• Dataset entries:
------------------------------
use anyhow::anyhow;
use chrono::{Datelike, Utc};
use schoolhub_core::credentials::LoginIdKind;
use schoolhub_core::{AppError, Role};
use schoolhub_db::{Duplicate, StoreError, TenantStore};
use schoolhub_models::principals::Principal;
use schoolhub_models::{ClassId, PrincipalId};
use tracing::{info, instrument, warn};

use super::model::{CreateStudentDto, IssuedCredentials, UpdateStudentDto};
use crate::state::AppState;
use crate::utils::provisioning::{Destination, credential_notice, dispatch_credentials, provision};
use crate::utils::uploads::{ImageKind, ImageUpload};

pub struct StudentService;

impl StudentService {
    async fn ensure_class(tenant: &TenantStore, class_id: ClassId) -> Result<(), AppError> {
        tenant
            .find_class(class_id)
            .await?
            .map(|_| ())
            .ok_or_else(|| AppError::not_found(anyhow!("Class not found")))
    }

    async fn ensure_admission_number_free(
        tenant: &TenantStore,
        admission_number: &str,
        excluding: Option<PrincipalId>,
    ) -> Result<(), AppError> {
        if tenant
            .admission_number_exists(admission_number, excluding)
            .await?
        {
            warn!(admission_number, "Admission number already in use");
            return Err(StoreError::Conflict(Duplicate::AdmissionNumber).into());
        }
        Ok(())
    }

    #[instrument(skip(tenant), fields(school.id = %tenant.school_id()))]
    pub async fn list_students(tenant: &TenantStore) -> Result<Vec<Principal>, AppError> {
        Ok(tenant.list_principals(Role::Student).await?)
    }

    #[instrument(skip(tenant), fields(school.id = %tenant.school_id()))]
    pub async fn get_student(tenant: &TenantStore, id: PrincipalId) -> Result<Principal, AppError> {
        tenant
            .find_principal(id, Role::Student)
            .await?
            .filter(|p| p.is_active)
            .ok_or_else(|| AppError::not_found(anyhow!("Student not found")))
    }

    #[instrument(skip(state, tenant, dto, image), fields(school.id = %tenant.school_id()))]
    pub async fn create_student(
        state: &AppState,
        tenant: &TenantStore,
        dto: CreateStudentDto,
        image: Option<ImageUpload>,
    ) -> Result<(Principal, IssuedCredentials), AppError> {
        let school = tenant
            .school()
            .await?
            .ok_or_else(|| AppError::not_found(anyhow!("School not found")))?;

        if let Some(class_id) = dto.class_id {
            Self::ensure_class(tenant, class_id).await?;
        }
        if let Some(number) = dto.admission_number.as_deref() {
            Self::ensure_admission_number_free(tenant, number, None).await?;
        }

        let admission_year = dto.admission_year.unwrap_or_else(|| Utc::now().year());

        let image = match image {
            Some(upload) => Some(state.images.save(ImageKind::Student, &upload).await?),
            None => None,
        };

        let mut student = Principal::new(
            Role::Student,
            Some(school.school_id.clone()),
            "",
            dto.email,
            "",
            dto.first_name,
            dto.last_name,
        );
        student.phone = dto.phone;
        student.date_of_birth = dto.date_of_birth;
        student.gender = dto.gender;
        student.address = dto.address;
        student.class_id = dto.class_id;
        student.admission_number = dto.admission_number;
        student.admission_year = Some(admission_year);
        student.image = image.clone();

        let provisioned = provision(
            Destination::School(tenant),
            student,
            LoginIdKind::Student { admission_year },
            state.password_config.bcrypt_cost,
        )
        .await;

        let (student, credentials) = match provisioned {
            Ok(done) => done,
            Err(e) => {
                if let Some(path) = &image {
                    state.images.delete(path).await;
                }
                return Err(e);
            }
        };

        dispatch_credentials(
            state.notifier.clone(),
            credential_notice(&student, &credentials, &school.name),
        );

        Ok((student, credentials))
    }

    /// Same image handling as teacher updates: the old file goes once the write succeeds.
    #[instrument(skip(state, tenant, dto, image), fields(school.id = %tenant.school_id()))]
    pub async fn update_student(
        state: &AppState,
        tenant: &TenantStore,
        id: PrincipalId,
        dto: UpdateStudentDto,
        image: Option<ImageUpload>,
    ) -> Result<Principal, AppError> {
        let mut student = Self::get_student(tenant, id).await?;

        if let Some(email) = dto.email.as_deref()
            && email != student.email
            && tenant.email_exists(email, Some(id)).await?
        {
            return Err(StoreError::Conflict(Duplicate::Email).into());
        }
        if let Some(class_id) = dto.class_id
            && student.class_id != Some(class_id)
        {
            Self::ensure_class(tenant, class_id).await?;
        }
        if let Some(number) = dto.admission_number.as_deref()
            && student.admission_number.as_deref() != Some(number)
        {
            Self::ensure_admission_number_free(tenant, number, Some(id)).await?;
        }

        let new_image = match image {
            Some(upload) => Some(state.images.save(ImageKind::Student, &upload).await?),
            None => None,
        };
        let old_image = student.image.clone();

        dto.apply(&mut student);
        if let Some(path) = &new_image {
            student.image = Some(path.clone());
        }
        student.updated_at = Utc::now();

        if let Err(e) = tenant.update_principal(&student).await {
            if let Some(path) = &new_image {
                state.images.delete(path).await;
            }
            return Err(e.into());
        }
        if new_image.is_some()
            && let Some(old) = old_image
        {
            state.images.delete(&old).await;
        }

        info!(principal.id = %id, "Student updated");
        Ok(student)
    }

    #[instrument(skip(tenant), fields(school.id = %tenant.school_id()))]
    pub async fn deactivate_student(tenant: &TenantStore, id: PrincipalId) -> Result<(), AppError> {
        let mut student = Self::get_student(tenant, id).await?;
        student.is_active = false;
        student.updated_at = Utc::now();
        tenant.update_principal(&student).await?;

        info!(principal.id = %id, "Student deactivated");
        Ok(())
    }
}
pub use schoolhub_models::classes::{Class, CreateClassDto, UpdateClassDto};
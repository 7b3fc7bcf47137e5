use axum::{
    extract::FromRequestParts,
    http::{header, request::Parts},
};
use schoolhub_auth::verify_token;
use schoolhub_core::{AppError, Role};
use schoolhub_models::principals::Principal;
use schoolhub_models::{PrincipalId, SchoolId};
use tracing::{debug, warn};

use crate::state::AppState;

/// The authenticated principal behind a request.
///
/// Resolved from the bearer token and then re-read from the store, so a
/// principal deactivated after the token was issued is rejected. Extraction
/// caches the result in the request extensions; role middleware and the
/// handler share one lookup.
#[derive(Debug, Clone)]
pub struct AuthUser(pub Principal);

impl AuthUser {
    pub fn id(&self) -> PrincipalId {
        self.0.id
    }

    pub fn role(&self) -> Role {
        self.0.role
    }

    pub fn school_id(&self) -> Option<&SchoolId> {
        self.0.school_id.as_ref()
    }
}

impl FromRequestParts<AppState> for AuthUser {
    type Rejection = AppError;

    async fn from_request_parts(
        parts: &mut Parts,
        state: &AppState,
    ) -> Result<Self, Self::Rejection> {
        if let Some(user) = parts.extensions.get::<AuthUser>() {
            return Ok(user.clone());
        }

        let auth_header = parts
            .headers
            .get(header::AUTHORIZATION)
            .and_then(|value| value.to_str().ok())
            .ok_or_else(|| AppError::unauthorized("Missing authorization header"))?;

        let token = auth_header
            .strip_prefix("Bearer ")
            .ok_or_else(|| AppError::unauthorized("Invalid authorization header format"))?;

        let claims = verify_token(token, &state.jwt_config)?;
        let principal_id = PrincipalId::from(claims.subject_id()?);

        let principal = state
            .store
            .find_principal(principal_id)
            .await?
            .filter(|p| p.is_active)
            .ok_or_else(|| {
                warn!(principal.id = %principal_id, "Token subject missing or inactive");
                AppError::unauthorized("Account not found or inactive")
            })?;

        if principal.role != claims.role {
            warn!(principal.id = %principal_id, "Token role no longer matches account");
            return Err(AppError::unauthorized("Invalid or expired token"));
        }

        debug!(principal.id = %principal.id, role = principal.role.as_str(), "Authenticated");
        let user = AuthUser(principal);
        parts.extensions.insert(user.clone());
        Ok(user)
    }
}
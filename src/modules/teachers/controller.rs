use axum::{
    Json,
    extract::{Path, State},
    http::StatusCode,
};
use schoolhub_core::AppError;
use schoolhub_models::PrincipalId;
use tracing::instrument;

use super::model::{CreateTeacherDto, PrincipalProfile, TeacherCreatedResponse, UpdateTeacherDto};
use super::service::TeacherService;
use crate::middleware::tenant::Tenant;
use crate::modules::auth::controller::ErrorResponse;
use crate::modules::auth::model::MessageResponse;
use crate::state::AppState;
use crate::validator::ProvisionForm;

#[utoipa::path(
    get,
    path = "/api/admin/teachers",
    params(crate::middleware::tenant::SchoolScopeQuery),
    responses(
        (status = 200, description = "Teachers of the school", body = Vec<PrincipalProfile>),
        (status = 400, description = "schoolId missing for super-admin", body = ErrorResponse),
        (status = 401, description = "Unauthorized", body = ErrorResponse),
        (status = 403, description = "Forbidden", body = ErrorResponse)
    ),
    security(
        ("bearer_auth" = [])
    ),
    tag = "Teachers"
)]
#[instrument(skip_all)]
pub async fn get_teachers(
    Tenant(tenant): Tenant,
) -> Result<Json<Vec<PrincipalProfile>>, AppError> {
    let teachers = TeacherService::list_teachers(&tenant).await?;
    Ok(Json(teachers.into_iter().map(PrincipalProfile::from).collect()))
}

#[utoipa::path(
    get,
    path = "/api/admin/teachers/{id}",
    params(
        ("id" = PrincipalId, Path, description = "Teacher ID"),
        crate::middleware::tenant::SchoolScopeQuery
    ),
    responses(
        (status = 200, description = "Teacher details", body = PrincipalProfile),
        (status = 401, description = "Unauthorized", body = ErrorResponse),
        (status = 403, description = "Forbidden", body = ErrorResponse),
        (status = 404, description = "Teacher not found", body = ErrorResponse)
    ),
    security(
        ("bearer_auth" = [])
    ),
    tag = "Teachers"
)]
#[instrument(skip_all, fields(principal.id = %id))]
pub async fn get_teacher(
    Tenant(tenant): Tenant,
    Path(id): Path<PrincipalId>,
) -> Result<Json<PrincipalProfile>, AppError> {
    let teacher = TeacherService::get_teacher(&tenant, id).await?;
    Ok(Json(teacher.into()))
}

/// Create a teacher with generated credentials
///
/// Accepts JSON, or multipart with a `data` JSON part and an optional `image`.
#[utoipa::path(
    post,
    path = "/api/admin/teachers",
    params(crate::middleware::tenant::SchoolScopeQuery),
    request_body = CreateTeacherDto,
    responses(
        (status = 201, description = "Teacher created", body = TeacherCreatedResponse),
        (status = 400, description = "Bad request", body = ErrorResponse),
        (status = 401, description = "Unauthorized", body = ErrorResponse),
        (status = 403, description = "Forbidden", body = ErrorResponse),
        (status = 409, description = "Email already in use", body = ErrorResponse),
        (status = 422, description = "Validation error or rejected image", body = ErrorResponse)
    ),
    security(
        ("bearer_auth" = [])
    ),
    tag = "Teachers"
)]
#[instrument(skip_all)]
pub async fn create_teacher(
    State(state): State<AppState>,
    Tenant(tenant): Tenant,
    form: ProvisionForm<CreateTeacherDto>,
) -> Result<(StatusCode, Json<TeacherCreatedResponse>), AppError> {
    let (teacher, credentials) =
        TeacherService::create_teacher(&state, &tenant, form.data, form.image).await?;
    Ok((
        StatusCode::CREATED,
        Json(TeacherCreatedResponse {
            teacher: teacher.into(),
            credentials,
        }),
    ))
}

/// Update a teacher
///
/// Multipart requests may carry an `image` part that replaces the current image.
#[utoipa::path(
    put,
    path = "/api/admin/teachers/{id}",
    params(
        ("id" = PrincipalId, Path, description = "Teacher ID"),
        crate::middleware::tenant::SchoolScopeQuery
    ),
    request_body = UpdateTeacherDto,
    responses(
        (status = 200, description = "Teacher updated", body = PrincipalProfile),
        (status = 400, description = "Bad request", body = ErrorResponse),
        (status = 401, description = "Unauthorized", body = ErrorResponse),
        (status = 403, description = "Forbidden", body = ErrorResponse),
        (status = 404, description = "Teacher not found", body = ErrorResponse),
        (status = 409, description = "Email already in use", body = ErrorResponse),
        (status = 422, description = "Validation error or rejected image", body = ErrorResponse)
    ),
    security(
        ("bearer_auth" = [])
    ),
    tag = "Teachers"
)]
#[instrument(skip_all, fields(principal.id = %id))]
pub async fn update_teacher(
    State(state): State<AppState>,
    Tenant(tenant): Tenant,
    Path(id): Path<PrincipalId>,
    form: ProvisionForm<UpdateTeacherDto>,
) -> Result<Json<PrincipalProfile>, AppError> {
    let teacher = TeacherService::update_teacher(&state, &tenant, id, form.data, form.image).await?;
    Ok(Json(teacher.into()))
}

#[utoipa::path(
    delete,
    path = "/api/admin/teachers/{id}",
    params(
        ("id" = PrincipalId, Path, description = "Teacher ID"),
        crate::middleware::tenant::SchoolScopeQuery
    ),
    responses(
        (status = 200, description = "Teacher deactivated", body = MessageResponse),
        (status = 401, description = "Unauthorized", body = ErrorResponse),
        (status = 403, description = "Forbidden", body = ErrorResponse),
        (status = 404, description = "Teacher not found", body = ErrorResponse)
    ),
    security(
        ("bearer_auth" = [])
    ),
    tag = "Teachers"
)]
#[instrument(skip_all, fields(principal.id = %id))]
pub async fn delete_teacher(
    Tenant(tenant): Tenant,
    Path(id): Path<PrincipalId>,
) -> Result<Json<MessageResponse>, AppError> {
    TeacherService::deactivate_teacher(&tenant, id).await?;
    Ok(Json(MessageResponse::new("Teacher deleted successfully")))
}
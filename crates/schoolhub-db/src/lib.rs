//! # SchoolHub DB
//!
//! Storage layer for the SchoolHub API.
//!
//! - [`Store`]: the repository traits every backend implements.
//! - [`TenantStore`]: a store handle pinned to one school; the only way
//!   request handlers reach tenant-scoped data.
//! - [`PgStore`]: Postgres via `sqlx`, with embedded migrations.
//! - [`MemoryStore`]: a lock-guarded in-memory backend for tests and demos.
//!
//! # Example
//!
//! ```ignore
//! use std::sync::Arc;
//! use schoolhub_db::{PgStore, Store, init_db_pool, run_migrations};
//!
//! let pool = init_db_pool(&database_url, 10).await?;
//! run_migrations(&pool).await?;
//! let store: Arc<dyn Store> = Arc::new(PgStore::new(pool));
//! ```

pub mod error;
pub mod memory;
pub mod postgres;
pub mod scope;
pub mod store;

pub use error::{Duplicate, StoreError, StoreResult};
pub use memory::MemoryStore;
pub use postgres::{PgStore, init_db_pool, run_migrations};
pub use scope::{ScopeError, TenantStore, resolve_school};
pub use store::{
    AttendanceRepository, ClassRepository, FeeRepository, PrincipalRepository, SchoolRepository,
    StatsRepository, Store, TimetableRepository,
};

pub use sqlx::PgPool;
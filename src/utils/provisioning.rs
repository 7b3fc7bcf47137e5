//! Credential provisioning for new principals.
//!
//! A provisioned principal gets a generated login id that is unique within
//! its school and a one-time random password. Only the bcrypt hash is stored.
//! The plain credentials go back to the caller once and to the principal by
//! notification; a failed notification never undoes the write.

use std::sync::Arc;

use schoolhub_core::credentials::{LoginIdKind, generate_login_id, generate_password};
use schoolhub_core::{AppError, hash_password};
use schoolhub_db::{Duplicate, Store, StoreError, TenantStore};
use schoolhub_models::principals::{IssuedCredentials, Principal};
use schoolhub_models::schools::School;
use tracing::{debug, info, instrument, warn};

use crate::metrics::{track_notification_failed, track_principal_provisioned};
use crate::utils::email::{CredentialNotice, Notifier};

pub const MAX_LOGIN_ID_ATTEMPTS: usize = 10;

/// Where a provisioned principal is written.
pub enum Destination<'a> {
    /// An existing school, through its scoped handle.
    School(&'a TenantStore),
    /// A school being registered; school and admin are written together.
    NewSchool {
        store: &'a dyn Store,
        school: &'a School,
    },
}

impl Destination<'_> {
    async fn email_exists(&self, email: &str) -> Result<bool, StoreError> {
        match self {
            Destination::School(tenant) => tenant.email_exists(email, None).await,
            Destination::NewSchool { store, .. } => store.email_exists(email, None).await,
        }
    }

    async fn login_id_exists(&self, login_id: &str) -> Result<bool, StoreError> {
        match self {
            Destination::School(tenant) => tenant.login_id_exists(login_id).await,
            Destination::NewSchool { store, school } => {
                store
                    .login_id_exists(Some(&school.school_id), login_id)
                    .await
            }
        }
    }

    async fn write(&self, principal: Principal) -> Result<Principal, StoreError> {
        match self {
            Destination::School(tenant) => tenant.insert_principal(principal).await,
            Destination::NewSchool { store, school } => {
                let mut principal = principal;
                principal.school_id = Some(school.school_id.clone());
                store.insert_school_with_admin(school, &principal).await?;
                Ok(principal)
            }
        }
    }
}

/// Writes `principal` with fresh credentials.
///
/// The email is checked first so a duplicate fails before anything is
/// written. Login ids are drawn until one is free; a collision reported by
/// the store itself (a concurrent insert won the race) also draws again.
#[instrument(skip(destination, principal, bcrypt_cost), fields(role = principal.role.as_str()))]
pub async fn provision(
    destination: Destination<'_>,
    mut principal: Principal,
    kind: LoginIdKind,
    bcrypt_cost: u32,
) -> Result<(Principal, IssuedCredentials), AppError> {
    if destination.email_exists(&principal.email).await? {
        warn!(email = %principal.email, "Provisioning rejected, email in use");
        return Err(StoreError::Conflict(Duplicate::Email).into());
    }

    let password = generate_password();
    principal.password_hash = hash_password(&password, bcrypt_cost)?;

    for attempt in 1..=MAX_LOGIN_ID_ATTEMPTS {
        let login_id = generate_login_id(kind);
        if destination.login_id_exists(&login_id).await? {
            debug!(attempt, "Generated user ID taken, retrying");
            continue;
        }

        principal.login_id = login_id;
        match destination.write(principal.clone()).await {
            Ok(saved) => {
                track_principal_provisioned(saved.role);
                info!(
                    principal.id = %saved.id,
                    school.id = ?saved.school_id,
                    attempt,
                    "Principal provisioned"
                );
                let credentials = IssuedCredentials {
                    user_id: saved.login_id.clone(),
                    password,
                };
                return Ok((saved, credentials));
            }
            Err(e) if e.is_conflict(Duplicate::LoginId) => {
                debug!(attempt, "User ID taken concurrently, retrying");
            }
            Err(e) => return Err(e.into()),
        }
    }

    Err(AppError::internal_error(
        "Could not allocate a unique user ID",
    ))
}

/// Sends the credential notice on a background task.
pub fn dispatch_credentials(notifier: Arc<dyn Notifier>, notice: CredentialNotice) {
    tokio::spawn(async move {
        if let Err(e) = notifier.send_credentials(&notice).await {
            track_notification_failed();
            warn!(
                to = %notice.to,
                login_id = %notice.login_id,
                error = %e,
                "Credential notification failed"
            );
        }
    });
}

pub fn credential_notice(
    principal: &Principal,
    credentials: &IssuedCredentials,
    school_name: &str,
) -> CredentialNotice {
    CredentialNotice {
        to: principal.email.clone(),
        name: principal.full_name(),
        login_id: credentials.user_id.clone(),
        password: credentials.password.clone(),
        school_name: school_name.to_string(),
        role: principal.role,
    }
}

#[cfg(test)]
mod tests {
    use super::*;
    use schoolhub_core::{Role, verify_password};
    use schoolhub_db::MemoryStore;
    use schoolhub_models::SchoolId;

    fn teacher(email: &str) -> Principal {
        Principal::new(Role::Teacher, None, "", email, "", "Grace", "Hopper")
    }

    #[tokio::test]
    async fn issues_teacher_credentials() {
        let store: Arc<dyn Store> = Arc::new(MemoryStore::new());
        let tenant = TenantStore::new(store, SchoolId::new("GF-01"));

        let (saved, creds) = provision(
            Destination::School(&tenant),
            teacher("t@gf.test"),
            LoginIdKind::Teacher,
            4,
        )
        .await
        .unwrap();

        assert_eq!(saved.school_id, Some(SchoolId::new("GF-01")));
        assert_eq!(creds.user_id.len(), 5);
        assert_eq!(saved.login_id, creds.user_id);
        assert!(verify_password(&creds.password, &saved.password_hash).unwrap());
    }

    #[tokio::test]
    async fn duplicate_email_writes_nothing() {
        let store: Arc<dyn Store> = Arc::new(MemoryStore::new());
        let tenant = TenantStore::new(store, SchoolId::new("GF-01"));
        provision(
            Destination::School(&tenant),
            teacher("dup@gf.test"),
            LoginIdKind::Teacher,
            4,
        )
        .await
        .unwrap();

        let err = provision(
            Destination::School(&tenant),
            teacher("dup@gf.test"),
            LoginIdKind::Teacher,
            4,
        )
        .await
        .unwrap_err();

        assert_eq!(err.status.as_u16(), 409);
        assert_eq!(tenant.list_principals(Role::Teacher).await.unwrap().len(), 1);
    }
}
------------------------------
• Exercise directions: Go through the entries. Report every line that contains the word "tests".

• Task answer:
//! - [`MemoryStore`]: a lock-guarded in-memory backend for tests and demos.
mod tests {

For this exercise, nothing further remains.